» PROBLEM STATEMENT
Of all the entries below, only the lines from the one with "impl Command for" up to and including the one with "ctx.log_message(&self.format(Verbosity::Summary));" are to be duplicated exactly.
(Beginning of AVAILABLE DATA)
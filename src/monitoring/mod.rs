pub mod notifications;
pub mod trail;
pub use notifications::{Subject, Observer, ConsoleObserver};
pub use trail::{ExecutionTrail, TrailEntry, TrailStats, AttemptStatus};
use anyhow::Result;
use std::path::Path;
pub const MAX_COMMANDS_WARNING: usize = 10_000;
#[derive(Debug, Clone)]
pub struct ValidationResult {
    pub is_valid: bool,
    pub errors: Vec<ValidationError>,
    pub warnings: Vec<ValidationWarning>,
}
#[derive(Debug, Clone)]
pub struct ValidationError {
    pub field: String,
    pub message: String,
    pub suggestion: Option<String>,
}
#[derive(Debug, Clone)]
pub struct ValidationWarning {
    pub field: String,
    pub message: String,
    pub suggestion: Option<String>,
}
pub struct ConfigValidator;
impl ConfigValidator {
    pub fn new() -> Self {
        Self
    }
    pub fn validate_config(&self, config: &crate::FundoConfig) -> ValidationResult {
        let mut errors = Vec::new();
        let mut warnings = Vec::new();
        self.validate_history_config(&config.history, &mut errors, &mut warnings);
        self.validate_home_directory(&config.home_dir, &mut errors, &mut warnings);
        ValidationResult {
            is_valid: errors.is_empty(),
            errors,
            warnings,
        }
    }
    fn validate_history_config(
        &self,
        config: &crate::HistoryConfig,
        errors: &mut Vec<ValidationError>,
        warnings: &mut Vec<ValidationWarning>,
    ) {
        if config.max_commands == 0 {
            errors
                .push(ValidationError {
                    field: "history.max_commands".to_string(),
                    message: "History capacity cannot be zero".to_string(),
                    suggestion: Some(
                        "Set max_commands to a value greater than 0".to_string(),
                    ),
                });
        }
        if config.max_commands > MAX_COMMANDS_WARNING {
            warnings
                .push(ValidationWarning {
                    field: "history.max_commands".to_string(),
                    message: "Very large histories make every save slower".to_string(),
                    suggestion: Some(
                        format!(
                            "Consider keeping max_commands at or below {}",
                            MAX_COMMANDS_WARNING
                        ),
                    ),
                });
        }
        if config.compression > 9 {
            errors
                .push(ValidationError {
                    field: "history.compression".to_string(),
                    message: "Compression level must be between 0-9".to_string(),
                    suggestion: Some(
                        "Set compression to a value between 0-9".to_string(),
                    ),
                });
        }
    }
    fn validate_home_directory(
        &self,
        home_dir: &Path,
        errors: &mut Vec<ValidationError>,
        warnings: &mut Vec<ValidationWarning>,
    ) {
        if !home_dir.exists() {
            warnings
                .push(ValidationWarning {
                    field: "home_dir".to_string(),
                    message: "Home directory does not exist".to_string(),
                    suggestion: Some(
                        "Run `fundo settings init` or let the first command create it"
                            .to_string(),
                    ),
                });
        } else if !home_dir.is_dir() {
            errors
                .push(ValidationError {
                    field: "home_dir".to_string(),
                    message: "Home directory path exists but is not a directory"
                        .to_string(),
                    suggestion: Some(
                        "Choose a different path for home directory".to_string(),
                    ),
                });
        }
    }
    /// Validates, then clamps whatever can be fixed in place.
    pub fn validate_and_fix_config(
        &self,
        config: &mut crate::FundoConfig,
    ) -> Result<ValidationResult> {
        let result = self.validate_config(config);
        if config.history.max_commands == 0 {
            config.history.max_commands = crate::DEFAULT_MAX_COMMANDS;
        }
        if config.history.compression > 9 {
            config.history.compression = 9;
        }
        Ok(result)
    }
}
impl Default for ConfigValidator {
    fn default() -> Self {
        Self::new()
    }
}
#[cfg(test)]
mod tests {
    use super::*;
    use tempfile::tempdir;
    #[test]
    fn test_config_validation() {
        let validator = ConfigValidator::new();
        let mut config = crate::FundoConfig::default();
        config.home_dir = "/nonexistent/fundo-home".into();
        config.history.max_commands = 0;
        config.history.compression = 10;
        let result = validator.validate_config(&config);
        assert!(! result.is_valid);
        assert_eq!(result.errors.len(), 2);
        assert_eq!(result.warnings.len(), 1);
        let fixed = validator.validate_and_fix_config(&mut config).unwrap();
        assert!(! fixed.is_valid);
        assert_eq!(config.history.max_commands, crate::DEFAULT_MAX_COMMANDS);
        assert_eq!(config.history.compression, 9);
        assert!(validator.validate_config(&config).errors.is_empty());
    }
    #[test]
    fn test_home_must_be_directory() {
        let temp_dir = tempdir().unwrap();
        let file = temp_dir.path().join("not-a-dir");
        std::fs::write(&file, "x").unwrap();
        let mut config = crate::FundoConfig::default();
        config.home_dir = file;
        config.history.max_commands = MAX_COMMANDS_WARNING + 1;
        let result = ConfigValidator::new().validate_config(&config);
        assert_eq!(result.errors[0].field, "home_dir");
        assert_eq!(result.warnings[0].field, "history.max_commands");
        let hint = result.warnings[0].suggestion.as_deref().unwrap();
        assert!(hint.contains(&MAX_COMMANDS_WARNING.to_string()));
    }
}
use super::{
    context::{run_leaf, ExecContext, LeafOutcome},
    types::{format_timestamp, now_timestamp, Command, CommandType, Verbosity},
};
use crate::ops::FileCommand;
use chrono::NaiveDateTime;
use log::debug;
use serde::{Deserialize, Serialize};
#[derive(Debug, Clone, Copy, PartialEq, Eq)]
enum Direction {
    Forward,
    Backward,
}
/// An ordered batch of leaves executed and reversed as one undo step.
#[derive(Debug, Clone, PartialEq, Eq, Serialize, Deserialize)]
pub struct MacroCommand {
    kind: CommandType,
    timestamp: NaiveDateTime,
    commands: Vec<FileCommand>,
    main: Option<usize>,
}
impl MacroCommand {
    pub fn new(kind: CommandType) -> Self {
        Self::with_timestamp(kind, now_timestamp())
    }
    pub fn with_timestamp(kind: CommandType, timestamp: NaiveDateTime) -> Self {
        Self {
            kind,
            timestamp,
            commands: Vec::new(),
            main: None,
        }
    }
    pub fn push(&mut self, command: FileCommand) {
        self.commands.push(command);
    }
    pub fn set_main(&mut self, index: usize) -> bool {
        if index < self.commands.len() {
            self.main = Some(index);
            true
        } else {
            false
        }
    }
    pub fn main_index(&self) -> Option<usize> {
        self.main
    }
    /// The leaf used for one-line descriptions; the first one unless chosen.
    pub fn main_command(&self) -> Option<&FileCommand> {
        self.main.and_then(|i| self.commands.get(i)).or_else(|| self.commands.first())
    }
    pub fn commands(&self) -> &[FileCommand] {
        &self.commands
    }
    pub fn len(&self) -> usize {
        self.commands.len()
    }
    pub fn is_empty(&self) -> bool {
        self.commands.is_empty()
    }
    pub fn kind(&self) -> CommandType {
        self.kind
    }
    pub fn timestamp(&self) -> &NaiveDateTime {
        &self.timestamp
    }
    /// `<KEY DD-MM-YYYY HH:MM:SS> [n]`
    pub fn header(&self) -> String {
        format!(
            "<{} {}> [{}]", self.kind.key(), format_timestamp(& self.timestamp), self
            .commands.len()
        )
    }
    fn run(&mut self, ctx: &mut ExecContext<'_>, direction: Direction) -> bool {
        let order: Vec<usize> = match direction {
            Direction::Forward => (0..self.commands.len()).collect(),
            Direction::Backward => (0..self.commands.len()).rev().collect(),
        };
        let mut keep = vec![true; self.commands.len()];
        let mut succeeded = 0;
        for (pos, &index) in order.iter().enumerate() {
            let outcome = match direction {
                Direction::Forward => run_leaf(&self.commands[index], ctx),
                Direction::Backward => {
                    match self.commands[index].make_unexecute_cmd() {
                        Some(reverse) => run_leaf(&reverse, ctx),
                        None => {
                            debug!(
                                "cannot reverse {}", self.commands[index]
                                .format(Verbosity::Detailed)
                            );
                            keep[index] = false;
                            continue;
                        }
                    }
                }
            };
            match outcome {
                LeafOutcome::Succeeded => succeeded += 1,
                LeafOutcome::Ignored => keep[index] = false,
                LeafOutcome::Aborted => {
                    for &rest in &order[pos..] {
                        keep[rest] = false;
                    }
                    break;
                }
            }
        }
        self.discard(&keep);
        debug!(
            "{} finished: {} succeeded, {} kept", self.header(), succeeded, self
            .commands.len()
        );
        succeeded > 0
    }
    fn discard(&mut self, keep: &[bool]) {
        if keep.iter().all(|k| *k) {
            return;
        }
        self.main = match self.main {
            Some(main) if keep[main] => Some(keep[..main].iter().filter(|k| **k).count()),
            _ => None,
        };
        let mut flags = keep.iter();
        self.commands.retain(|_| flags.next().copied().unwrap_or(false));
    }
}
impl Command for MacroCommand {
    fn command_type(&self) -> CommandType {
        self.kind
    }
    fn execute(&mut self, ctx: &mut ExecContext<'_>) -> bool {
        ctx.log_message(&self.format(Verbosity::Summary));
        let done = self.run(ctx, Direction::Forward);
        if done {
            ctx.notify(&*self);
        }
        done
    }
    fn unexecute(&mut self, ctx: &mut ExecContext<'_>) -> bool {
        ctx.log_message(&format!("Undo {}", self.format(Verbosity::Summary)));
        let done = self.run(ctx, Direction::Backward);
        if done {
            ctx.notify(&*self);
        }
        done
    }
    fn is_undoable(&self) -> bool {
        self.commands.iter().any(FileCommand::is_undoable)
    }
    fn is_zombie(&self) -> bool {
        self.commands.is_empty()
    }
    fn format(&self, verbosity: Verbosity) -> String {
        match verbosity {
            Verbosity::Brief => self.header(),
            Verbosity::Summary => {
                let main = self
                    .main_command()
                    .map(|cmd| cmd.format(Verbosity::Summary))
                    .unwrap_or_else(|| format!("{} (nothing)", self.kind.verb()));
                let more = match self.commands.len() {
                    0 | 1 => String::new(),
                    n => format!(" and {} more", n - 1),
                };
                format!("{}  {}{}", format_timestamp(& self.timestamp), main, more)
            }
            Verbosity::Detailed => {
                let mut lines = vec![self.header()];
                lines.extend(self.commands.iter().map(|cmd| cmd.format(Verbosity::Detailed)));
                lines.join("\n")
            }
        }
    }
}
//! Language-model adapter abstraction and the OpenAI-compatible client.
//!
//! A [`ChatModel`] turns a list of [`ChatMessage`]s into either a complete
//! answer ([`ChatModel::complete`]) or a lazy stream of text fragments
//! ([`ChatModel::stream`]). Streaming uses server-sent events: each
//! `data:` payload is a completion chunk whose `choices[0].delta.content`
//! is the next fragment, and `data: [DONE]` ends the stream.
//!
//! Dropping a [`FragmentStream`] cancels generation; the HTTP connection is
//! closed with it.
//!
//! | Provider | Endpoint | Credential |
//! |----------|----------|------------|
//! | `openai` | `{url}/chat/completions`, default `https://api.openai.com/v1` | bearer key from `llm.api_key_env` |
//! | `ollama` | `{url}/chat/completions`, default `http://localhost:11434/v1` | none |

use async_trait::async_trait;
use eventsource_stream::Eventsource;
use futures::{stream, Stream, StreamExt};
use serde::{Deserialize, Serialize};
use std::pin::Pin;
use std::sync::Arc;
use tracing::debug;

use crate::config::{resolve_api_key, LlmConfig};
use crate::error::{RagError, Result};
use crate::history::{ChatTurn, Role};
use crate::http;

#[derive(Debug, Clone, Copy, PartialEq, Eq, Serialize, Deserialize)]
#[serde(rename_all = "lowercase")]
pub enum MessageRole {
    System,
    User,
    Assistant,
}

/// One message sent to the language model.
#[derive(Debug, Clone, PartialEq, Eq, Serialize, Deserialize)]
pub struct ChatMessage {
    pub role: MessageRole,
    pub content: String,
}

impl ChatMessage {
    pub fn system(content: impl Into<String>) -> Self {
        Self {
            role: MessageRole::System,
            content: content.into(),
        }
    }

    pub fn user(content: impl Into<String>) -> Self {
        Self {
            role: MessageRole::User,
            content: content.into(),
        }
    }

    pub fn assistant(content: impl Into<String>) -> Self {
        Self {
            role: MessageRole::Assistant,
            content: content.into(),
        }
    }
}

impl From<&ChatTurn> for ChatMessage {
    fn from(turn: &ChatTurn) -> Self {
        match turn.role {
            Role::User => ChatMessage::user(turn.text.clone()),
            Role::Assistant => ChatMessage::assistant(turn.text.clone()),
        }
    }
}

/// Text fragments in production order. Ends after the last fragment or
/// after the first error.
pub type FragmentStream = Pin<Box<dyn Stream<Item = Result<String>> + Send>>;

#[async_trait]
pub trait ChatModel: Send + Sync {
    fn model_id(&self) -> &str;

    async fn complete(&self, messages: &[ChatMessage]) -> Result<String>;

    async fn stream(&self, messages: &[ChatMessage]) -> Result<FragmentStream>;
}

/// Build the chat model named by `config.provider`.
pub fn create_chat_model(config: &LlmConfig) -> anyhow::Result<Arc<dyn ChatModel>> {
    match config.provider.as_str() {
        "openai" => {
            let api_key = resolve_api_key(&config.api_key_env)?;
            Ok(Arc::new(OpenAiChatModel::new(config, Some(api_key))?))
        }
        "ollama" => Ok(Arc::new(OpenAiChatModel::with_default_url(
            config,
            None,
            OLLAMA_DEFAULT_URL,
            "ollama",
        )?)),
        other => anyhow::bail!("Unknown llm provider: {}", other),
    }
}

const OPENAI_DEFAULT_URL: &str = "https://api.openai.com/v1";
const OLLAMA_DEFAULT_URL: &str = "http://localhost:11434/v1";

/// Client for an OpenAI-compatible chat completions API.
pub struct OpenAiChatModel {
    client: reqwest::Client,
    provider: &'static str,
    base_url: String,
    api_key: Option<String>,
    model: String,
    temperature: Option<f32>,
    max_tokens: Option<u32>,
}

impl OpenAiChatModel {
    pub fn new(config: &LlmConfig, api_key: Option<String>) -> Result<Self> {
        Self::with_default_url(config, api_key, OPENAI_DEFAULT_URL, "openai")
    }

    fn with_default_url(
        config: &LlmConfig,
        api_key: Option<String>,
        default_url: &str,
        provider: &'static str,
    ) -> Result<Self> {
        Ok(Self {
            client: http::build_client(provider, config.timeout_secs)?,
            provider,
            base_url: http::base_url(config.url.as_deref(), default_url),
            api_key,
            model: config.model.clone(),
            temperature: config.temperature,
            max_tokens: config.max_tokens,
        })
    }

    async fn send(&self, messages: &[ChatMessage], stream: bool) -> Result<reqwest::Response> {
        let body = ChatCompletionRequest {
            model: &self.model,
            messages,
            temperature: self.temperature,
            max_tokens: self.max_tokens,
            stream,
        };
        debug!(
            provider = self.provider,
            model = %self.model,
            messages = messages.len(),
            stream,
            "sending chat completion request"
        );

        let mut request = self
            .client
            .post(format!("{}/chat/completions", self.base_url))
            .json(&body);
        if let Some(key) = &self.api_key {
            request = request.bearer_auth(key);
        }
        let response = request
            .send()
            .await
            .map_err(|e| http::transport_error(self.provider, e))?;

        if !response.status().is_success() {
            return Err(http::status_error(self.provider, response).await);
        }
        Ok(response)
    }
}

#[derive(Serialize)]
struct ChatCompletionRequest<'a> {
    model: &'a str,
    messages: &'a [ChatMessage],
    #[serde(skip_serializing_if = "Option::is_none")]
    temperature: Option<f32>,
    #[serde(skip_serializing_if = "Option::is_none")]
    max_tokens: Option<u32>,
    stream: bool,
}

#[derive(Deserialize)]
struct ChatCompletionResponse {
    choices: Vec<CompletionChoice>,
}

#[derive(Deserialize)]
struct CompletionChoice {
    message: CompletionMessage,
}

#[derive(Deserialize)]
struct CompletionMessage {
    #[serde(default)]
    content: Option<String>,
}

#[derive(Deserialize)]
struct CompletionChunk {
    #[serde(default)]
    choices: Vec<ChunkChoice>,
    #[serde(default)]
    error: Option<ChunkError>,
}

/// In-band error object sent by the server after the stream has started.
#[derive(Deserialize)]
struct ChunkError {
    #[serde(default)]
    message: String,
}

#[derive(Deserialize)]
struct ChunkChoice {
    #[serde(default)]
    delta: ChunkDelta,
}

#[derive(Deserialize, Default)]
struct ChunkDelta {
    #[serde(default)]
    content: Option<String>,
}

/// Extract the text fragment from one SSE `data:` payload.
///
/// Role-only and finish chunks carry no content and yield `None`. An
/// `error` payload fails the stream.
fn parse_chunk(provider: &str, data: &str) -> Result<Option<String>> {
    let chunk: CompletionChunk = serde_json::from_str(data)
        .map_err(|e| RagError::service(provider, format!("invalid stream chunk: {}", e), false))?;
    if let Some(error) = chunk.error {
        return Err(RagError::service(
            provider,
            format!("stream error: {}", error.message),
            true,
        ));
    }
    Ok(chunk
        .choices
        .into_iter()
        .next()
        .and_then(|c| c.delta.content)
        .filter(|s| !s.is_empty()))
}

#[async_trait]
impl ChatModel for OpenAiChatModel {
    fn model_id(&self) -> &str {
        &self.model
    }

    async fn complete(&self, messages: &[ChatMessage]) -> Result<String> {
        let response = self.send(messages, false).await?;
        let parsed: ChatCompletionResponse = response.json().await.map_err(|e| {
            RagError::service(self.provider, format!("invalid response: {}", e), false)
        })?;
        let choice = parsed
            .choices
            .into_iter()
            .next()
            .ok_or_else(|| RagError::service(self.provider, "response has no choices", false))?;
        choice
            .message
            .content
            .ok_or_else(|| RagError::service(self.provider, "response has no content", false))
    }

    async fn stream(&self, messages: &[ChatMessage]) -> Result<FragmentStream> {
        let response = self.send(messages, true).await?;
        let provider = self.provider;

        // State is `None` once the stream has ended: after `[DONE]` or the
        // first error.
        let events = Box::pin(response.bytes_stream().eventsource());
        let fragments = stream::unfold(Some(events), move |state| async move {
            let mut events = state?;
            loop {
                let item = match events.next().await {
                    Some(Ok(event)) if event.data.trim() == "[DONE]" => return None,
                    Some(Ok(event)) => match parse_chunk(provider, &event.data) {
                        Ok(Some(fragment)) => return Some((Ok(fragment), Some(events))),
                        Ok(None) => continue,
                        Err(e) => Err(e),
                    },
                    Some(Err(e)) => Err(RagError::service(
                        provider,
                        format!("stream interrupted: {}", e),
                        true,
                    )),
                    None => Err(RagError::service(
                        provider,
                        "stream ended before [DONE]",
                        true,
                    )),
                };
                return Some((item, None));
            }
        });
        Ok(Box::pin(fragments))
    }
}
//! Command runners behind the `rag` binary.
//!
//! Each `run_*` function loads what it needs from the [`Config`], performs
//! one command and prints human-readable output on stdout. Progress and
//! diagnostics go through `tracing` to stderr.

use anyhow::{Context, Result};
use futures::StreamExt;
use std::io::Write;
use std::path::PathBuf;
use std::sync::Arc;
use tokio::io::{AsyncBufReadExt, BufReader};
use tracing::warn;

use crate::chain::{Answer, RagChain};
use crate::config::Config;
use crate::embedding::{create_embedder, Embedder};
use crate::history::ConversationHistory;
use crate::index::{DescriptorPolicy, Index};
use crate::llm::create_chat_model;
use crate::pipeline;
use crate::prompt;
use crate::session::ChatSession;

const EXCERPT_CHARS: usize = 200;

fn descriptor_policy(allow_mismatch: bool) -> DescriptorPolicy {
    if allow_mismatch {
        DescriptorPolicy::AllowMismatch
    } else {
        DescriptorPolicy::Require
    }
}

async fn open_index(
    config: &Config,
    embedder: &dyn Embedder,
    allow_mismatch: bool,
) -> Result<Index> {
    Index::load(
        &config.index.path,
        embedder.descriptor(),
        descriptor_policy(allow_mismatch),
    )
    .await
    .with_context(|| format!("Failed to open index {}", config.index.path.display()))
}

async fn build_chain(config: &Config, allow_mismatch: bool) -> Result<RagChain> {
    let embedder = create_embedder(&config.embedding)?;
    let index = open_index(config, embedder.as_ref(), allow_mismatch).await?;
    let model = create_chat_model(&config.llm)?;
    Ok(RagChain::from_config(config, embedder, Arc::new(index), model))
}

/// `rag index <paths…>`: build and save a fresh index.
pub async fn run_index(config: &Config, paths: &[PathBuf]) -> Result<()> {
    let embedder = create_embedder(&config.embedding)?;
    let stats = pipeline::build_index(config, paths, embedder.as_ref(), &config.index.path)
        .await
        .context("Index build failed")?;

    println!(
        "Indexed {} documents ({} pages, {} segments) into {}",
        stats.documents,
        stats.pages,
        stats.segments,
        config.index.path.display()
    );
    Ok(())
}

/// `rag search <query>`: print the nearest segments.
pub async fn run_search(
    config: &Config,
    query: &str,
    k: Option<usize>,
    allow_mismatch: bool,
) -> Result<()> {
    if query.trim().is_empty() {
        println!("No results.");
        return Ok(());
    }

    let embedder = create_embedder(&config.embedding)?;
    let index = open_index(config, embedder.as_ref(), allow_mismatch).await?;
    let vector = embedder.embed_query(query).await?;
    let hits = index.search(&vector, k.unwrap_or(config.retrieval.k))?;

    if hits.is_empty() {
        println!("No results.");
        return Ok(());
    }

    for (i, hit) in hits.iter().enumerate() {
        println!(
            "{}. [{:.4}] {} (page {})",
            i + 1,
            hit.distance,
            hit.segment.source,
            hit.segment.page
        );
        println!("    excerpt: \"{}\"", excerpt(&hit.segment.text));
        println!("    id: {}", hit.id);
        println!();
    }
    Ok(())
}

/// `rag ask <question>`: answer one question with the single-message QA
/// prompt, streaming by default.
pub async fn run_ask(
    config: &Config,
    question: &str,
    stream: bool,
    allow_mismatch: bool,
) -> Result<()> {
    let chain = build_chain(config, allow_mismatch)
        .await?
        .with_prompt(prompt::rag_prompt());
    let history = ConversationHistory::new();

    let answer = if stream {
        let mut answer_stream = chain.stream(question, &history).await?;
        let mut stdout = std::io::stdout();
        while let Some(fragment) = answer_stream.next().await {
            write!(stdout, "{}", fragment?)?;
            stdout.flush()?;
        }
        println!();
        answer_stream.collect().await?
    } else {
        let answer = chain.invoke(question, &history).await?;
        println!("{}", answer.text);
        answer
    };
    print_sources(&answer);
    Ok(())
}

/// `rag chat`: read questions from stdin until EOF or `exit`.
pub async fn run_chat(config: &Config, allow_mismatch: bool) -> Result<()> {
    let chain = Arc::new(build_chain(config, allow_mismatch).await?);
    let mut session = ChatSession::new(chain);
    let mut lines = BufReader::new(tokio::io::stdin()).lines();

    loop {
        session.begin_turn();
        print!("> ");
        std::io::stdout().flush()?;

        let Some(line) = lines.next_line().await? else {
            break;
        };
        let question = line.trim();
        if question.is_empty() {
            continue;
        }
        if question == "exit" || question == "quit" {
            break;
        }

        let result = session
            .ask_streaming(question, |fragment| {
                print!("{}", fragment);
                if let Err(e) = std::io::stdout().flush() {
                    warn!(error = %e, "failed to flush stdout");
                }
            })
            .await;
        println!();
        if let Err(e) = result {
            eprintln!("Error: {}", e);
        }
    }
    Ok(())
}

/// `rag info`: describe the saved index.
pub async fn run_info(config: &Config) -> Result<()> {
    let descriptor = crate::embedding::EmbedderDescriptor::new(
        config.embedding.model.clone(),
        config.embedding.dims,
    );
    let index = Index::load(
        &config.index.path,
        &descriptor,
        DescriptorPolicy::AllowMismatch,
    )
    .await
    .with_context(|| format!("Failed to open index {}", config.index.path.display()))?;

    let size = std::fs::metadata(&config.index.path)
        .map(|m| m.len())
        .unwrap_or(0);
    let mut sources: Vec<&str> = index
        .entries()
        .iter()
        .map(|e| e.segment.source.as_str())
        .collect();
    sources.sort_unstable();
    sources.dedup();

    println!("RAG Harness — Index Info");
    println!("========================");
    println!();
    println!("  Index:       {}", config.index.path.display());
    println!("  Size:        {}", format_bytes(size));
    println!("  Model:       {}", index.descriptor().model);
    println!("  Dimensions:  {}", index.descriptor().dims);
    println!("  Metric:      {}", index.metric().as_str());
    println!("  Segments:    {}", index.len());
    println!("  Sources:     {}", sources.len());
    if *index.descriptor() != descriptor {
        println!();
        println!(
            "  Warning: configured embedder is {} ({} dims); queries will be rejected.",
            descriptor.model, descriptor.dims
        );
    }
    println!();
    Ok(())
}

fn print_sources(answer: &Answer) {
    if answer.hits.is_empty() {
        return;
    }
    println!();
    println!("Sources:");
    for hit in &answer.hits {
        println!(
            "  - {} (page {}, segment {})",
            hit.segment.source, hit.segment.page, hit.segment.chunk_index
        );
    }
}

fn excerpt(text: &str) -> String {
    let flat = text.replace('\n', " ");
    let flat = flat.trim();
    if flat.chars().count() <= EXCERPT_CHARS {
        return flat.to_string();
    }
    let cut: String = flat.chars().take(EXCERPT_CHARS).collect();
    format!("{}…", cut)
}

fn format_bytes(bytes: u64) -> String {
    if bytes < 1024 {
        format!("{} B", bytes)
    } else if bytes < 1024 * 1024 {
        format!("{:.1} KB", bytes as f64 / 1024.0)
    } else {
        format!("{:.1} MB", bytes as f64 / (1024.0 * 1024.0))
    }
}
(End of AVAILABLE DATA)
» FINISHED TASK
impl Command for MacroCommand {
    fn command_type(&self) -> CommandType {
        self.kind
    }
    fn execute(&mut self, ctx: &mut ExecContext<'_>) -> bool {
        ctx.log_message(&self.format(Verbosity::Summary));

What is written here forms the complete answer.